Dilemma of Daughters to take care of their old parents after Marriage
In Indian families, daughters are considered to be symbols of wealth and prosperity. The daughters are usually extremely attached to their parents and are very concerned about their well-being. Financial responsibilities are thrust upon the sons and they too make sure that the people who brought them into this world are well taken care of, particularly in their old age. But the families where there is only one child, a daughter, the scenario is different. In the sense that this child is all her parents have and once she is an adult, she has to take on the great responsibility of becoming the bread earner for her family. She is the one who has to take on the role of a daughter as well as a son for her parents. In the case of multiple daughters in a family, the daughters have to bear the same responsibilities as in the case of a single daughter.
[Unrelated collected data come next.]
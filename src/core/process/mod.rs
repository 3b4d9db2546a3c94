pub mod locator;
pub mod target;
pub mod tracker;

pub use locator::{FoundProcess, ProcessError, ProcessLocator, SystemProcessLocator};
pub use target::{ProcessTarget, COMMAND_LINE_CASE_SENSITIVE};
pub use tracker::{
    ProcessTargetTracker, TrackerEvent, TrackerHandle, TrackerState, DEFAULT_POLL_INTERVAL,
};
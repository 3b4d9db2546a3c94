use std::path::{Path, PathBuf};
use std::time::Duration;

use serde::{Deserialize, Serialize};
use tracing::warn;

use crate::core::error::{io_at, LauncherError, LauncherResult};
use crate::core::process::ProcessTarget;
use crate::core::remote::DEFAULT_BASE_URL;

pub const SETTINGS_FILE: &str = "launcher_settings.json";

const DEFAULT_GAME_PATH: &str =
    r"C:\Program Files (x86)\Steam\steamapps\common\Tribes\Binaries\Win32\TribesAscend.exe";
const DEFAULT_PROCESS_NAME: &str = "tribesascend";

#[derive(Debug, Clone, Copy, PartialEq, Eq, Default, Serialize, Deserialize)]
#[serde(rename_all = "snake_case")]
pub enum DllChannel {
    #[default]
    Release,
    Beta,
    Edge,
    Custom,
}

#[derive(Debug, Clone, Copy, PartialEq, Eq, Default, Serialize, Deserialize)]
#[serde(rename_all = "snake_case")]
pub enum InjectMode {
    #[default]
    Manual,
    /// Inject once the game has been up for the auto-inject delay.
    Automatic,
}

#[derive(Debug, Clone, Copy, PartialEq, Eq, Default, Serialize, Deserialize)]
#[serde(rename_all = "snake_case")]
pub enum ProcessDetectionMode {
    #[default]
    ProcessName,
    /// Only the process this launcher started.
    ProcessId,
    CommandLine,
}

#[derive(Debug, Clone, PartialEq, Eq, Serialize, Deserialize)]
#[serde(default)]
pub struct InjectionSettings {
    pub channel: DllChannel,
    pub custom_dll_path: Option<PathBuf>,
    pub mode: InjectMode,
    pub auto_inject_delay_secs: u64,
    pub detection: ProcessDetectionMode,
    /// Image name or command-line fragment, depending on `detection`.
    pub running_process_name: String,
    pub timeout_secs: u64,
}

impl Default for InjectionSettings {
    fn default() -> Self {
        Self {
            channel: DllChannel::Release,
            custom_dll_path: None,
            mode: InjectMode::Manual,
            auto_inject_delay_secs: 20,
            detection: ProcessDetectionMode::ProcessName,
            running_process_name: DEFAULT_PROCESS_NAME.to_string(),
            timeout_secs: 10,
        }
    }
}

impl InjectionSettings {
    /// DLL to inject for the selected channel. Channel DLLs live in the
    /// launcher's local root.
    pub fn module_path(&self, local_root: &Path) -> LauncherResult<PathBuf> {
        let file_name = match self.channel {
            DllChannel::Release => "tamods.dll",
            DllChannel::Beta => "tamods-beta.dll",
            DllChannel::Edge => "tamods-edge.dll",
            DllChannel::Custom => {
                return self
                    .custom_dll_path
                    .clone()
                    .filter(|p| !p.as_os_str().is_empty())
                    .ok_or_else(|| {
                        LauncherError::Other("Custom DLL channel selected without a path".into())
                    })
            }
        };
        Ok(local_root.join(file_name))
    }

    /// What the tracker should watch. In `ProcessId` mode this needs the pid
    /// of a game this launcher started.
    pub fn process_target(&self, launched_pid: Option<u32>) -> Option<ProcessTarget> {
        match self.detection {
            ProcessDetectionMode::ProcessName => {
                Some(ProcessTarget::ByName(self.running_process_name.clone()))
            }
            ProcessDetectionMode::CommandLine => {
                Some(ProcessTarget::ByCommandLine(self.running_process_name.clone()))
            }
            ProcessDetectionMode::ProcessId => launched_pid.map(ProcessTarget::ById),
        }
    }

    pub fn auto_inject_delay(&self) -> Duration {
        Duration::from_secs(self.auto_inject_delay_secs)
    }

    pub fn timeout(&self) -> Duration {
        Duration::from_secs(self.timeout_secs.max(1))
    }
}

#[derive(Debug, Clone, PartialEq, Eq, Serialize, Deserialize)]
#[serde(default)]
pub struct LauncherSettings {
    pub game_path: PathBuf,
    pub custom_arguments: String,
    pub login_server_host: String,
    pub update_url: String,
    pub config_dir: PathBuf,
    pub download_concurrency: usize,
    /// Debug switch: updates log where files would go instead of copying.
    pub disable_copy_on_update: bool,
    pub poll_interval_ms: u64,
    pub injection: InjectionSettings,
}

impl Default for LauncherSettings {
    fn default() -> Self {
        Self {
            game_path: PathBuf::from(DEFAULT_GAME_PATH),
            custom_arguments: String::new(),
            login_server_host: "127.0.0.1".to_string(),
            update_url: DEFAULT_BASE_URL.to_string(),
            config_dir: default_config_dir(),
            download_concurrency: crate::core::downloader::DEFAULT_CONCURRENCY,
            disable_copy_on_update: false,
            poll_interval_ms: 1000,
            injection: InjectionSettings::default(),
        }
    }
}

impl LauncherSettings {
    /// Read settings from `path`. A missing or unreadable file yields the
    /// defaults.
    pub fn load_or_default(path: &Path) -> Self {
        let raw = match std::fs::read_to_string(path) {
            Ok(raw) => raw,
            Err(_) => return Self::default(),
        };
        match serde_json::from_str(&raw) {
            Ok(settings) => settings,
            Err(e) => {
                warn!("Ignoring malformed settings at {:?}: {}", path, e);
                Self::default()
            }
        }
    }

    pub fn save(&self, path: &Path) -> LauncherResult<()> {
        if let Some(parent) = path.parent() {
            std::fs::create_dir_all(parent).map_err(io_at(parent))?;
        }
        let json = serde_json::to_string_pretty(self)?;
        std::fs::write(path, json).map_err(io_at(path))
    }

    pub fn poll_interval(&self) -> Duration {
        Duration::from_millis(self.poll_interval_ms.max(50))
    }
}

/// `Documents/My Games/Tribes Ascend/TribesGame/config`.
pub fn default_config_dir() -> PathBuf {
    dirs::document_dir()
        .unwrap_or_else(|| PathBuf::from("."))
        .join("My Games")
        .join("Tribes Ascend")
        .join("TribesGame")
        .join("config")
}
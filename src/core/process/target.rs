use std::fmt;

use serde::{Deserialize, Serialize};

/// Whether command-line matching respects case.
pub const COMMAND_LINE_CASE_SENSITIVE: bool = false;

/// Logical description of the process to watch or inject into.
///
/// A pure value: it is matched against the live process list every time it
/// is evaluated.
#[derive(Debug, Clone, PartialEq, Eq, Serialize, Deserialize)]
#[serde(tag = "mode", content = "value", rename_all = "snake_case")]
pub enum ProcessTarget {
    /// Image name, compared case-insensitively and without a trailing `.exe`.
    ByName(String),
    ById(u32),
    /// Substring of the full command line.
    ByCommandLine(String),
}

impl ProcessTarget {
    /// Whether a process with the given identity satisfies this target.
    pub fn matches(&self, pid: u32, image_name: &str, command_line: &str) -> bool {
        match self {
            ProcessTarget::ById(id) => *id == pid,
            ProcessTarget::ByName(name) => {
                image_stem(image_name).eq_ignore_ascii_case(image_stem(name))
            }
            ProcessTarget::ByCommandLine(needle) => {
                if COMMAND_LINE_CASE_SENSITIVE {
                    command_line.contains(needle.as_str())
                } else {
                    command_line
                        .to_lowercase()
                        .contains(&needle.to_lowercase())
                }
            }
        }
    }
}

impl fmt::Display for ProcessTarget {
    fn fmt(&self, f: &mut fmt::Formatter<'_>) -> fmt::Result {
        match self {
            ProcessTarget::ByName(name) => write!(f, "process named '{name}'"),
            ProcessTarget::ById(pid) => write!(f, "process id {pid}"),
            ProcessTarget::ByCommandLine(s) => write!(f, "process with command line containing '{s}'"),
        }
    }
}

/// Image name without a trailing `.exe` (Windows reports it, callers usually omit it).
fn image_stem(name: &str) -> &str {
    let len = name.len();
    if len > 4 && name.is_char_boundary(len - 4) && name[len - 4..].eq_ignore_ascii_case(".exe") {
        &name[..len - 4]
    } else {
        name
    }
}
//! NuGet registry client.
//!
//! Two operations against the v3 endpoints of nuget.org:
//! - latest-version lookup, through the search service with a flat-container
//!   fallback,
//! - package archive download from the flat container.
//!
//! The client performs no caching; cache policy belongs to the package cache.

use async_trait::async_trait;
use serde::Deserialize;
use thiserror::Error;
use tracing::debug;

/// Default search service endpoint.
pub const SEARCH_URL: &str = "https://azuresearch-usnc.nuget.org/query";

/// Default flat-container endpoint.
pub const FLAT_CONTAINER_URL: &str = "https://api.nuget.org/v3-flatcontainer";

/// Errors that can occur talking to the registry.
#[derive(Error, Debug)]
pub enum RegistryError {
    #[error("network error: {0}")]
    Network(#[from] reqwest::Error),

    #[error("package '{id}' not found on the registry")]
    NotFound { id: String },

    #[error("registry returned status {status} for '{url}'")]
    Status { url: String, status: u16 },

    #[error("could not resolve a version for package '{id}'")]
    VersionResolution { id: String },
}

/// Registry operations needed by the resolution pipeline.
///
/// Production code uses [`NugetClient`]; tests substitute in-memory
/// implementations serving fixture archives.
#[async_trait]
pub trait Registry: Send + Sync {
    /// Resolve the latest published version of a package.
    async fn latest_version(&self, id: &str) -> Result<String, RegistryError>;

    /// Download the full archive bytes for a package version.
    async fn download_archive(&self, id: &str, version: &str) -> Result<Vec<u8>, RegistryError>;
}

/// Search service response shape (only the fields we read).
#[derive(Debug, Deserialize)]
struct SearchResponse {
    data: Vec<SearchResult>,
}

#[derive(Debug, Deserialize)]
struct SearchResult {
    version: String,
}

/// Flat-container version index.
#[derive(Debug, Deserialize)]
struct VersionIndex {
    versions: Vec<String>,
}

/// HTTP client for the public NuGet registry.
pub struct NugetClient {
    client: reqwest::Client,
    search_url: String,
    flat_container_url: String,
}

impl NugetClient {
    /// Create a client against the public nuget.org endpoints.
    ///
    /// # Errors
    ///
    /// Returns an error if the underlying HTTP client cannot be constructed.
    pub fn new() -> Result<Self, RegistryError> {
        Self::with_endpoints(SEARCH_URL, FLAT_CONTAINER_URL)
    }

    /// Create a client against custom endpoints (used by tests against a
    /// local server).
    ///
    /// # Errors
    ///
    /// Returns an error if the underlying HTTP client cannot be constructed.
    pub fn with_endpoints(
        search_url: impl Into<String>,
        flat_container_url: impl Into<String>,
    ) -> Result<Self, RegistryError> {
        let client = reqwest::Client::builder()
            .user_agent(concat!("csrun/", env!("CARGO_PKG_VERSION")))
            .timeout(std::time::Duration::from_secs(60))
            .build()?;
        Ok(Self {
            client,
            search_url: search_url.into(),
            flat_container_url: flat_container_url.into(),
        })
    }

    /// Latest version according to the search service: `data[0].version`.
    async fn latest_from_search(&self, id: &str) -> Result<String, RegistryError> {
        let response = self
            .client
            .get(&self.search_url)
            .query(&[("q", format!("packageid:{}", id.to_lowercase())), ("take", "1".to_string())])
            .send()
            .await?;
        let url = response.url().to_string();
        let status = response.status();
        if !status.is_success() {
            return Err(RegistryError::Status {
                url,
                status: status.as_u16(),
            });
        }
        let body: SearchResponse = response.json().await?;
        body.data
            .into_iter()
            .next()
            .map(|r| r.version)
            .ok_or_else(|| RegistryError::NotFound { id: id.to_string() })
    }

    /// Latest version according to the flat container: `versions[last]`.
    async fn latest_from_index(&self, id: &str) -> Result<String, RegistryError> {
        let url = format!(
            "{}/{}/index.json",
            self.flat_container_url,
            id.to_lowercase()
        );
        let response = self.client.get(&url).send().await?;
        let status = response.status();
        if status == reqwest::StatusCode::NOT_FOUND {
            return Err(RegistryError::NotFound { id: id.to_string() });
        }
        if !status.is_success() {
            return Err(RegistryError::Status {
                url,
                status: status.as_u16(),
            });
        }
        let body: VersionIndex = response.json().await?;
        body.versions
            .into_iter()
            .next_back()
            .ok_or_else(|| RegistryError::NotFound { id: id.to_string() })
    }
}

#[async_trait]
impl Registry for NugetClient {
    async fn latest_version(&self, id: &str) -> Result<String, RegistryError> {
        match self.latest_from_search(id).await {
            Ok(version) => Ok(version),
            Err(search_err) => {
                debug!(%id, error = %search_err, "search lookup failed, trying flat container");
                self.latest_from_index(id)
                    .await
                    .map_err(|_| RegistryError::VersionResolution { id: id.to_string() })
            }
        }
    }

    async fn download_archive(&self, id: &str, version: &str) -> Result<Vec<u8>, RegistryError> {
        let id = id.to_lowercase();
        let version = version.to_lowercase();
        let url = format!(
            "{}/{id}/{version}/{id}.{version}.nupkg",
            self.flat_container_url
        );
        let response = self.client.get(&url).send().await?;
        let status = response.status();
        if status == reqwest::StatusCode::NOT_FOUND {
            return Err(RegistryError::NotFound { id });
        }
        if !status.is_success() {
            return Err(RegistryError::Status {
                url,
                status: status.as_u16(),
            });
        }
        Ok(response.bytes().await?.to_vec())
    }
}
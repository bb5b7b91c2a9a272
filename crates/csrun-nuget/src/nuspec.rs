//! `.nuspec` manifest parsing.
//!
//! Every package archive carries a single `<id>.nuspec` XML document at its
//! root describing identity and dependencies. Dependencies come in two
//! shapes:
//!
//! ```text
//! <package xmlns="http://schemas.microsoft.com/packaging/2013/05/nuspec.xsd">
//!   <metadata>
//!     <dependencies>
//!       <group targetFramework=".NETStandard2.0">
//!         <dependency id="B" version="2.0.0" />
//!       </group>
//!       <!-- or, without groups: -->
//!       <dependency id="C" version="1.0.0" />
//!     </dependencies>
//!   </metadata>
//! </package>
//! ```
//!
//! The root element declares a default namespace inherited by every child,
//! so lookups match on local names. When any `<group>` is present, ungrouped
//! `<dependency>` children are not produced.

use std::fs;
use std::path::{Path, PathBuf};

use quick_xml::events::{BytesStart, Event};
use quick_xml::Reader;
use thiserror::Error;

/// Errors that can occur reading a package manifest.
#[derive(Error, Debug)]
pub enum NuspecError {
    #[error("failed to read manifest: {0}")]
    Io(#[from] std::io::Error),

    #[error("malformed manifest XML: {0}")]
    Xml(#[from] quick_xml::Error),

    #[error("no .nuspec manifest found in '{0}'")]
    NotFound(PathBuf),
}

/// A single declared dependency.
#[derive(Debug, Clone, PartialEq, Eq)]
pub struct NuspecDependency {
    /// Package id the dependency points at.
    pub id: String,
    /// Declared version, if any; absent versions are bound to the registry's
    /// latest during the walk.
    pub version: Option<String>,
}

/// A set of dependencies scoped to a framework.
#[derive(Debug, Clone, PartialEq, Eq)]
pub struct DependencyGroup {
    /// The group's `targetFramework` attribute; `None` for the implicit
    /// group formed by ungrouped `<dependency>` elements.
    pub target_framework: Option<String>,
    pub dependencies: Vec<NuspecDependency>,
}

/// Parsed view of a package manifest.
#[derive(Debug, Clone, Default)]
pub struct Nuspec {
    groups: Vec<DependencyGroup>,
}

impl Nuspec {
    /// Parse a manifest from XML text.
    ///
    /// # Errors
    ///
    /// Returns an error if the document is not well-formed XML. A well-formed
    /// document without a `<dependencies>` section parses to an empty group
    /// list.
    pub fn parse(xml: &str) -> Result<Self, NuspecError> {
        let mut reader = Reader::from_str(xml);
        // Element path from the root, tracked by local name so the inherited
        // default namespace does not interfere.
        let mut path: Vec<String> = Vec::new();
        let mut groups: Vec<DependencyGroup> = Vec::new();
        let mut ungrouped: Vec<NuspecDependency> = Vec::new();
        let mut current_group: Option<DependencyGroup> = None;

        loop {
            match reader.read_event()? {
                Event::Start(e) => {
                    handle_element(
                        &e,
                        false,
                        &path,
                        &mut groups,
                        &mut ungrouped,
                        &mut current_group,
                    );
                    path.push(local_name(&e));
                }
                Event::Empty(e) => {
                    handle_element(
                        &e,
                        true,
                        &path,
                        &mut groups,
                        &mut ungrouped,
                        &mut current_group,
                    );
                }
                Event::End(_) => {
                    if let Some(name) = path.pop() {
                        if name == "group" && in_dependencies(&path) {
                            if let Some(group) = current_group.take() {
                                groups.push(group);
                            }
                        }
                    }
                }
                Event::Eof => break,
                _ => {}
            }
        }

        // Any <group> presence means ungrouped dependencies are ignored.
        if groups.is_empty() && !ungrouped.is_empty() {
            groups.push(DependencyGroup {
                target_framework: None,
                dependencies: ungrouped,
            });
        }

        Ok(Self { groups })
    }

    /// Locate and parse the manifest of an extracted package directory.
    ///
    /// # Errors
    ///
    /// Returns [`NuspecError::NotFound`] when no root-level `*.nuspec` file
    /// exists, or a parse error for a malformed manifest.
    pub fn from_package_dir(dir: &Path) -> Result<Self, NuspecError> {
        let manifest =
            find_nuspec(dir).ok_or_else(|| NuspecError::NotFound(dir.to_path_buf()))?;
        let xml = fs::read_to_string(manifest)?;
        Self::parse(&xml)
    }

    /// The manifest's dependency groups.
    #[must_use]
    pub fn dependency_groups(&self) -> &[DependencyGroup] {
        &self.groups
    }
}

/// Find the first root-level `*.nuspec` file in a package directory.
#[must_use]
pub fn find_nuspec(dir: &Path) -> Option<PathBuf> {
    let entries = fs::read_dir(dir).ok()?;
    let mut candidates: Vec<PathBuf> = entries
        .flatten()
        .map(|e| e.path())
        .filter(|p| {
            p.is_file()
                && p.file_name()
                    .and_then(|n| n.to_str())
                    .is_some_and(|n| n.to_lowercase().ends_with(".nuspec"))
        })
        .collect();
    candidates.sort();
    candidates.into_iter().next()
}

fn local_name(e: &BytesStart<'_>) -> String {
    String::from_utf8_lossy(e.local_name().as_ref()).into_owned()
}

fn in_dependencies(path: &[String]) -> bool {
    path.len() == 3 && path[0] == "package" && path[1] == "metadata" && path[2] == "dependencies"
}

fn attribute(e: &BytesStart<'_>, name: &str) -> Option<String> {
    e.attributes().flatten().find_map(|a| {
        if a.key.local_name().as_ref() == name.as_bytes() {
            Some(String::from_utf8_lossy(&a.value).into_owned())
        } else {
            None
        }
    })
}

fn handle_element(
    e: &BytesStart<'_>,
    self_closing: bool,
    path: &[String],
    groups: &mut Vec<DependencyGroup>,
    ungrouped: &mut Vec<NuspecDependency>,
    current_group: &mut Option<DependencyGroup>,
) {
    let name = local_name(e);
    match name.as_str() {
        "group" if in_dependencies(path) => {
            // A self-closing <group/> still counts as a group; it suppresses
            // any ungrouped dependencies and may legitimately carry none.
            let group = DependencyGroup {
                target_framework: attribute(e, "targetFramework"),
                dependencies: Vec::new(),
            };
            if self_closing {
                groups.push(group);
            } else {
                *current_group = Some(group);
            }
        }
        "dependency" => {
            // Dependencies without an id are dropped silently.
            let Some(id) = attribute(e, "id") else {
                return;
            };
            let dependency = NuspecDependency {
                id,
                version: attribute(e, "version"),
            };
            if let Some(group) = current_group.as_mut() {
                group.dependencies.push(dependency);
            } else if in_dependencies(path) {
                ungrouped.push(dependency);
            }
        }
        _ => {}
    }
}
But what happens when the daughter has to leave her home and move to a different city or even a different country for her higher education or a job? What happens once she gets married and moves to her husband’s home and that home might be in a different town? This is a huge dilemma that daughters face, particularly when they are their parents’ only child, their only source of support. Parents love and nurture their child, irrespective of their gender, and provide with proper education so that they are able to cope with the world as adults and make a living for themselves. When the child in question is a daughter and an only child, her predicament is multifold because she needs to figure out the best possible way to look after her parents, particularly after she gets married and moves away from them.
Monetary support can be afforded from anywhere in the world, but the physical and moral support is what is also very important. When a woman in India starts her wedded life she becomes part of a new family, with a new set of parents, brothers, sisters and maybe more. But does that mean she is supposed to forget her own parents and not be responsible for
them any more? That is an impossible thing to ask for, especially of a woman who is their only child. These daughters become adept in managing both homes and maintaining a balance between them that is steady and harmonious. Dividing time between the two homes in such a way that neither feels neglected or left out. However, this task becomes difficult when she moves to another town altogether. Long distance care and support can be a tough proposition, but it is also true that it has become easier to manage in today’s modern world.
Enhanced telecommunication systems and the world of computers and the internet have allowed daughters to breathe a little easier. They can now stay in touch with their elderly parents every day, from any part of the world, with the help of a mobile phone, email or video chatting via the internet. Day to day matters and health issues of the parents can be followed up on a daily basis. A married daughter whose parents are getting on in age can also transfer money to them and call for medical help urgently with the help of modern technology. Does this end a daughter’s dilemma over the care and support of her old parents? Maybe not completely, but it does take a load off their responsibilities and allow them to worry less and continue to be the good and caring daughter.